近來全球氣候異常,因全球暖化導致極端氣候頻繁發生。台灣為山高、河流湍急且地質結構脆弱的地區,在極端氣候和地質脆弱兩因子的影響下,氣候變遷造成的災害已是一個不可忽視的議題。如民國98年8月的莫拉克颱風,在短時間內在南台灣降下約近一年平均降雨量,豪雨造成深層崩塌,尤其是高雄市小林村災情最為嚴重。為避免同樣的災情再次發生,判釋潛在深層崩塌特徵成為防範此類災害的首要工作,對此類災情提供事前防災工作之資訊。 政府方面,自莫拉克颱風後,委託中央地質調查所,使用航攝影像與光達之1公尺網格數值高程模型,搭配田野調查,針對台灣山區的道路和村落附近進行地質調查。以人工判釋深層崩塌發育過程中的地形特徵,如主崩崖、次崩崖、冠部裂隙、多重山脊與坡趾等,並繪製崩塌潛勢圖。

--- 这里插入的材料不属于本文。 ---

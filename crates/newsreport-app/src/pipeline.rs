// SPDX-License-Identifier: PMPL-1.0-or-later
// Copyright (c) 2026 Jonathan D.A. Jewell (hyperpolymath) <jonathan.jewell@open.ac.uk>
//
// Load -> analyze -> render, with one progress line per stage.

use std::io::Write;
use std::path::{Path, PathBuf};

use newsreport_core::error::Result;
use newsreport_core::{ReportConfig, Summary};
use newsreport_document::ReportRenderer;
use tracing::{info, instrument};

/// What a successful run produced.
#[derive(Debug)]
pub struct Outcome {
    pub output_path: PathBuf,
    pub pages: usize,
    pub summary: Summary,
}

/// Run the whole pipeline, writing progress lines to `progress`.
#[instrument(skip_all, fields(input = %config.input_path.display()))]
pub fn run(
    config: &ReportConfig,
    summary_json: Option<&Path>,
    progress: &mut impl Write,
) -> Result<Outcome> {
    writeln!(progress, "Loading data...")?;
    let export = newsreport_analysis::load_export(&config.input_path)?;

    writeln!(progress, "Analyzing data...")?;
    let summary = newsreport_analysis::analyze(&export);
    info!(
        articles = summary.total_articles,
        categories = summary.category_counts.len(),
        "Summary computed"
    );

    if let Some(path) = summary_json {
        write_summary_json(&summary, path)?;
    }

    writeln!(progress, "Generating PDF report...")?;
    let pages = ReportRenderer::new(config).write_to_file(&summary, &config.output_path)?;

    writeln!(
        progress,
        "Report generated successfully: {}",
        config.output_path.display()
    )?;

    Ok(Outcome {
        output_path: config.output_path.clone(),
        pages,
        summary,
    })
}

fn write_summary_json(summary: &Summary, path: &Path) -> Result<()> {
    let json = serde_json::to_string_pretty(summary)?;
    std::fs::write(path, json)?;
    info!(path = %path.display(), "Summary JSON written");
    Ok(())
}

該計畫成果獲得足夠的山區深層崩塌資訊和不同種類的山區圖資。 考量有效應用前述資訊與圖資,並據以開展潛在深層崩塌特徵自動化偵測研究工作,本研究使用光達之1公尺網格數值高程模型和中央地質調查所之崩塌特徵判釋成,首先以物件導向分析進行影像切割,再搭配支援向量機判釋潛在深層崩塌之特徵,並以連通分量標記法與閥值篩選分類成果,最後以剖面線分析偵測精確的崩崖位置。 本研究提出一個單以數值高程模型為輸入的自動化偵測潛在深層崩塌特徵的方法,以快速和大範圍之處理,提供含崩崖特徵的區塊目錄圖和崩崖點位圖。產出之成果可應用於崩塌邊界劃定、細部崩塌特徵偵測和崩塌目錄圖繪製。

並列摘要


In Taiwan, landslides are constantly triggered by earthquakes, typhoons, and heavy rains. In August, 2009, Typhoon Morakot caused severe destruction and hundreds of people’s deaths or injuries. One of the most affected areas, Siaolin village at Kaohsiung city, was buried by deep-seated landslides in Taiwan. In order to prevent the same disaster from happening again, the detection of potential deep-seated landslide features has become the primary task of preventing such disasters, and providing information before the disaster happens. Terrified by such an event, government started a program for manually detecting and mapping potential deep-seated landslides and features of potential deep-seated landslide near roads or villages. The light detection and ranging (LiDAR) digital elevation models (DEMs) with 1 m resolution, aerial photos and deep-seated landslide inventory maps were produced from the program. With these useful data of deep-seated landslides produced from the program, this study proposes a novel approach employing object-oriented analysis to segment LiDAR DEM and followed by labelling the segmentation, applying support vector machine to classify the scarp of landsides, using connected component labeling with threshold to refinement the classification result and marking the precise positions of the scarp features. This research proposes method with LiDAR DEM provided only is able to efficiently detect potential deep-seated landslide features with satisfactory results through an automatic work scheme. The result provides the marked regions which are contain features of potential deep-seated landslide and the position of the scarps. It can be applied to boundaries of potential deep-seated landslide demarcation and production of the landslide inventory map.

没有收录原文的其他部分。